Hi all, Thanks for the great feedback so far. One point is still not covered very well. Dennis and I discussed it a bit during lunch, but without solid conclusions.
"How do we certify/qualify a base image endorser?"
This person/entity is endorsing the root part of the image. So the site has to have sufficient trust in the base image endorser to believe that no bad things happen will happen from the VM on the site trusted network. We always claimed that just having VO software manger role is not enough to qualify. So, the next question is: what is enough to qualify and how do we make sure the endorser actually possesses these qualifications? Thanks, Sander
On Apr 22, 2010, at 11:12 AM, Sander Klous wrote:
Hi Dennis, The whole point of the policy is to share images between sites. So, what should the agreement contain from Nikhef perspective? (and what is an NGI?) Thanks, Sander
On Apr 22, 2010, at 10:47 AM, Dennis van Dok wrote:
Op 22-04-10 10:32, Sander Klous schreef:
Hi, One more specific point I need input for before the discussion this afternoon:
We will introduce an endorser for the base and one for the VO software portions. We need to have a discussion about the requirements put on the role of the base image endorser. A simple "site member versus VO member" is not good enough to distinguish trust levels. So the question is: how do we "certify/qualify" a base image endorser?

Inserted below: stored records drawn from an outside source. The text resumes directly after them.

//! Error types for the memory crate.

use thiserror::Error;
use thoughtful_llm::ServiceError;

use crate::validation::ValidationError;

/// Errors that can occur in the memory crate.
#[derive(Debug, Error)]
pub enum MemoryError {
    /// Input rejected before anything was stored.
    #[error("Validation error: {0}")]
    Validation(#[from] ValidationError),

    /// The embedding service failed; nothing was stored.
    #[error(transparent)]
    Service(#[from] ServiceError),

    /// Requested memory not found.
    #[error("Not found: {0}")]
    NotFound(String),
}

impl MemoryError {
    pub fn is_validation(&self) -> bool {
        matches!(self, Self::Validation(_))
    }

    pub fn is_service(&self) -> bool {
        matches!(self, Self::Service(_))
    }
}

/// Result type alias for memory operations.
pub type Result<T> = std::result::Result<T, MemoryError>;
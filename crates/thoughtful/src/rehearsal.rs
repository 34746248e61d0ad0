//! Offline completion backend for `--mock` runs.
//!
//! Answers each prompt shape with canned but varied text so that a whole
//! conversation can run without network access.

use std::collections::hash_map::DefaultHasher;
use std::hash::{Hash, Hasher};
use std::sync::Arc;

use thoughtful_agent::prompt::{INITIATE_TAG, RESPOND_TAG};
use thoughtful_llm::{CompletionRequest, MockBackend, SharedBackend};

const REACTIONS: &[&str] = &[
    "That reminds me of something I wanted to ask about",
    "I'm not sure I agree with that",
    "There's a part of this nobody has mentioned yet",
    "I'd like to hear more about that",
    "That changes how I see the whole thing",
    "We keep circling back to the same point",
];

const OPENERS: &[&str] = &[
    "Can we look at this from another angle",
    "Something else has been on my mind",
    "Let me bring up a different question",
];

pub fn backend() -> SharedBackend {
    Arc::new(MockBackend::from_fn(respond).with_name("rehearsal"))
}

fn respond(request: &CompletionRequest) -> String {
    let seed = fingerprint(request);
    let system = request.system.as_deref().unwrap_or_default();

    if request.prompt.starts_with("Utterance:") {
        return "They want the others to react to what they just said.".to_string();
    }
    if request.prompt.contains("\nThought: ") {
        let urgency = seed % 5 + 1;
        return format!(r#"{{"reasoning": "rehearsed", "urgency": {urgency}}}"#);
    }
    if system.contains(INITIATE_TAG) {
        return format!(
            "{RESPOND_TAG} {}.\n{INITIATE_TAG} {}.",
            pick(REACTIONS, seed),
            pick(OPENERS, seed / 7)
        );
    }
    format!("{}.", pick(REACTIONS, seed))
}

fn pick(bank: &[&'static str], seed: u64) -> &'static str {
    bank[(seed % bank.len() as u64) as usize]
}

fn fingerprint(request: &CompletionRequest) -> u64 {
    let mut hasher = DefaultHasher::new();
    request.system.hash(&mut hasher);
    request.prompt.hash(&mut hasher);
    hasher.finish()
}

#[cfg(test)]
mod tests {
    use super::*;
    use thoughtful_agent::{parse_candidates, parse_urgency};

    fn request(system: &str, prompt: &str) -> CompletionRequest {
        CompletionRequest::new(prompt).with_system(system)
    }

    #[test]
    fn test_urgency_reply_is_structured() {
        let reply = respond(&request("rate it", "Last line: Ada: hi\nThought: hello"));
        let urgency = parse_urgency(&reply);
        assert!(urgency.structured);
        assert!((0.0..=1.0).contains(&urgency.level));
    }

    #[test]
    fn test_deliberate_reply_parses_two_candidates() {
        let system = format!("Start a line with {RESPOND_TAG} or {INITIATE_TAG}.");
        let reply = respond(&request(&system, "Last line: Ada: hi"));
        assert_eq!(parse_candidates(&reply, 3).len(), 2);
    }

    #[test]
    fn test_replies_are_deterministic() {
        let a = respond(&request("fast", "Ada: the tide is out"));
        let b = respond(&request("fast", "Ada: the tide is out"));
        assert_eq!(a, b);
    }
}
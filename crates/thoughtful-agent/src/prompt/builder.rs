//! System prompt builder implementation.
//!
//! Provides a fluent builder for assembling system prompts from modular sections.

use thoughtful_memory::RecallMatch;

use crate::conversation::Utterance;

use super::mode::PromptMode;

/// Builder for the system half of a thought prompt.
///
/// Sections are joined with double newlines. Which context sections appear
/// depends on the [`PromptMode`].
///
/// # Example
///
/// ```rust,ignore
/// let system = SystemPromptBuilder::new()
///     .with_mode(PromptMode::Deliberate)
///     .with_identity("Ada")
///     .with_topic("tides")
///     .with_memories(&recalled)
///     .with_context(conversation.recent(10))
///     .with_instructions("List up to 3 thoughts.")
///     .build();
/// ```
#[derive(Debug, Clone, Default)]
pub struct SystemPromptBuilder {
    mode: PromptMode,
    identity: Option<String>,
    topic: Option<String>,
    memories: Vec<String>,
    context: Vec<String>,
    instructions: Option<String>,
}

impl SystemPromptBuilder {
    pub fn new() -> Self {
        Self::default()
    }

    pub fn with_mode(mut self, mode: PromptMode) -> Self {
        self.mode = mode;
        self
    }

    /// Set the name the model speaks as.
    pub fn with_identity(mut self, name: impl Into<String>) -> Self {
        self.identity = Some(name.into());
        self
    }

    pub fn with_topic(mut self, topic: impl Into<String>) -> Self {
        self.topic = Some(topic.into());
        self
    }

    /// Add retrieved memories, most salient first.
    pub fn with_memories(mut self, memories: &[RecallMatch]) -> Self {
        self.memories = memories.iter().map(|m| m.memory.text.clone()).collect();
        self
    }

    /// Add recent utterances, oldest first.
    pub fn with_context(mut self, utterances: &[Utterance]) -> Self {
        self.context = utterances.iter().map(Utterance::line).collect();
        self
    }

    pub fn with_instructions(mut self, instructions: impl Into<String>) -> Self {
        self.instructions = Some(instructions.into());
        self
    }

    pub fn build(self) -> String {
        let mut sections: Vec<String> = Vec::new();

        if let Some(identity) = self.build_identity_section() {
            sections.push(identity);
        }

        if self.mode.include_memories()
            && let Some(memories) = Self::build_list_section("# What you remember", &self.memories)
        {
            sections.push(memories);
        }

        if self.mode.include_context()
            && let Some(context) = Self::build_list_section("# Conversation so far", &self.context)
        {
            sections.push(context);
        }

        if let Some(instructions) = self.instructions.filter(|s| !s.is_empty()) {
            sections.push(instructions);
        }

        sections.join("\n\n")
    }

    fn build_identity_section(&self) -> Option<String> {
        let name = self.identity.as_ref()?;
        Some(match &self.topic {
            Some(topic) => format!(
                "You are {name}, a participant in a conversation about {topic}. \
                 You think continuously, whether or not it is your turn to speak."
            ),
            None => format!("You are {name}, a participant in a conversation."),
        })
    }

    fn build_list_section(title: &str, lines: &[String]) -> Option<String> {
        if lines.is_empty() {
            return None;
        }
        let mut out = vec![title.to_string()];
        out.extend(lines.iter().map(|l| format!("- {l}")));
        Some(out.join("\n"))
    }
}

I suppose it depends on the scope of where the base will be used. If a base image is only going to be used at a single site, a local site admin can have that role. If an image is for distribution within an NGI, there should be agreement within such an organisation to bestow the responsibility.
For VOs we already have a role system in place. But what you probably also want is the audit trail of when a person gained and lost the role, so that this can be matched against the timestamps of actual endorsements.
Dennis